A single measurement system – say the members of the Council – will not be able to bring together all the components necessary for “Health for All”. But, on closer inspection, inventing new tools is not necessary: we have the 17 Sustainable Development Goals (SDGs) of theAgenda 2030, signed by almost every nation in the world; from there we can start building. And it’s not just good intentions: even then, in fact, there are already those who have paved the way. The example reported by advice is the one from Ghanawhich, like other nations, has for some years been creating expenditure items dedicated to individual SDGs with the aim of increasing collective well-being by working on four axes: economy, environment, society and institutions.

What “development”?

“Health for all” is one of the essential characteristics of a society that wants to guarantee environmental and social justice to all its citizens, as theorized by the “The donut economy“(donut saving), the famous economic model developed by Kate Raworth, professor atEnvironmental Change Institute of Oxford. This model indeed offers a perfect synthesis of the necessary balance between the health of the planet and the living beings that inhabit it, and human health and well-being. Social priorities and environmental needs cannot be considered independent of each other: they are closely linked dimensions, to which we can only devote ourselves in a concerted way. Therefore, if we consider the combination of these two dimensions as the threshold of sustainability, we discover that “no nation, to date, really operates within the planetary limits, managing, at the same time, to satisfy the needs of its citizens. […] In this direction, no nation can be considered developed: every country must therefore embark on an unprecedented path of transformation to guarantee the health of human beings And of the planet “.

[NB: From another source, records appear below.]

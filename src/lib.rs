//! Atlas library exports for testing

pub mod api;
pub mod core;
pub mod tui;

#[cfg(test)]
pub mod test_support;
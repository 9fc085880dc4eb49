//! Wire format of the REST Countries v3.1 `/all` payload.
//!
//! Only `cca3` and `name` are required; every other field is optional on the
//! wire and normalized when converted into `core::country::Country`.

use serde::{Deserialize, Serialize};
use std::collections::BTreeMap;

use crate::core::country::{Country, CountryName, Currency, Flags};

#[derive(Serialize, Deserialize, Debug, Clone)]
pub struct RawName {
    pub common: String,
    #[serde(default)]
    pub official: String,
}

#[derive(Serialize, Deserialize, Debug, Clone, Default)]
pub struct RawFlags {
    pub png: Option<String>,
    pub svg: Option<String>,
    pub alt: Option<String>,
}

#[derive(Serialize, Deserialize, Debug, Clone, Default)]
pub struct RawCurrency {
    #[serde(default)]
    pub name: String,
    pub symbol: Option<String>,
}

#[derive(Serialize, Deserialize, Debug, Clone)]
#[serde(rename_all = "camelCase")]
pub struct RawCountry {
    pub cca3: String,
    pub name: RawName,
    #[serde(default)]
    pub population: Option<u64>,
    #[serde(default)]
    pub area: Option<f64>,
    #[serde(default)]
    pub region: Option<String>,
    #[serde(default)]
    pub subregion: Option<String>,
    #[serde(default)]
    pub un_member: Option<bool>,
    #[serde(default)]
    pub independent: Option<bool>,
    #[serde(default)]
    pub borders: Option<Vec<String>>,
    #[serde(default)]
    pub flags: Option<RawFlags>,
    #[serde(default)]
    pub flag: Option<String>,
    #[serde(default)]
    pub capital: Option<Vec<String>>,
    #[serde(default)]
    pub languages: Option<BTreeMap<String, String>>,
    #[serde(default)]
    pub currencies: Option<BTreeMap<String, RawCurrency>>,
    #[serde(default)]
    pub continents: Option<Vec<String>>,
}

impl From<RawCountry> for Country {
    fn from(raw: RawCountry) -> Self {
        let flags = raw.flags.unwrap_or_default();
        Country {
            cca3: raw.cca3,
            name: CountryName {
                common: raw.name.common,
                official: raw.name.official,
            },
            population: raw.population.unwrap_or(0),
            // Negative or non-finite areas are treated as unknown.
            area: raw.area.filter(|a| a.is_finite() && *a >= 0.0),
            region: raw.region.unwrap_or_default(),
            subregion: raw.subregion.filter(|s| !s.is_empty()),
            un_member: raw.un_member.unwrap_or(false),
            independent: raw.independent.unwrap_or(false),
            borders: raw.borders.unwrap_or_default(),
            flags: Flags {
                png: flags.png,
                svg: flags.svg,
                alt: flags.alt,
            },
            flag_emoji: raw.flag,
            capital: raw.capital.unwrap_or_default(),
            languages: raw.languages.unwrap_or_default(),
            currencies: raw
                .currencies
                .unwrap_or_default()
                .into_iter()
                .map(|(code, c)| {
                    (
                        code,
                        Currency {
                            name: c.name,
                            symbol: c.symbol,
                        },
                    )
                })
                .collect(),
            continents: raw.continents.unwrap_or_default(),
        }
    }
}

/// Parses a full `/all` payload.
pub fn parse_countries(body: &str) -> Result<Vec<Country>, serde_json::Error> {
    let raw: Vec<RawCountry> = serde_json::from_str(body)?;
    Ok(raw.into_iter().map(Country::from).collect())
}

The pandemic crisis has irrevocably exposed the fragility of the current development model and highlighted the intimate correlation between environmental protection and human development. Downstream of this crisis, ignorance is no longer an excuse: from now on, the solutions can only be systemic, and will have to take into account the complexity and the plurality of the factors at stake.

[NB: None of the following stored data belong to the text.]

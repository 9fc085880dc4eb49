//! Which view is on screen.

use std::fmt;

#[derive(Debug, Clone, Default, PartialEq, Eq)]
pub enum Route {
    /// Filter panel plus the derived list.
    #[default]
    List,
    /// Detail view for a cca3 code. The code may not resolve to a record.
    Details(String),
}

impl Route {
    pub fn details_code(&self) -> Option<&str> {
        match self {
            Route::Details(code) => Some(code),
            Route::List => None,
        }
    }
}

impl fmt::Display for Route {
    fn fmt(&self, f: &mut fmt::Formatter<'_>) -> fmt::Result {
        match self {
            Route::List => write!(f, "/country"),
            Route::Details(code) => write!(f, "/details/{code}"),
        }
    }
}

#[cfg(test)]
mod tests {
    use super::*;

    #[test]
    fn test_route_paths() {
        assert_eq!(Route::default().to_string(), "/country");
        assert_eq!(Route::Details("FRA".into()).to_string(), "/details/FRA");
        assert_eq!(Route::Details("FRA".into()).details_code(), Some("FRA"));
        assert_eq!(Route::List.details_code(), None);
    }
}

The actors who participate in the change will also have to reflect this variety and this complexity. We need an approach that combines the so-called visions whole-of-government And the whole society, the only ones capable of guaranteeing that all available forces (political decision-makers, stakeholders, economic actors, organizations, associations, civil society and ordinary citizens) are adequately involved. The goal to aim for is real systemic change, which should allow, for example, to arrive prepared for the next crisis – whether health or environmental. The preventionthis will therefore be a key element: it will be necessary to guarantee not only health services, but also education, decent living and working conditions, financial independence, access to a healthy environment. These are all challenges that will have to be supported by targeted economic policies, which will be made possible by political decision-makers who share a common premise: to allocate funds and investments not only to what has monetary value, but to what contributes to progress and to the betterment of society.

Like the same authors of this one Guidance note they acknowledge, the objectives set out here are certainly ambitious, but not beyond our reach. Encouraging examples of change are already before our eyes; civil society and, although still timidly, the political and economic world are beginning to take the first steps in this direction. As the pandemic has taught, the drastic change in our way of life can happen even over the course of a single night. We face an equally urgent, equally historic challenge: to make good use of our resources.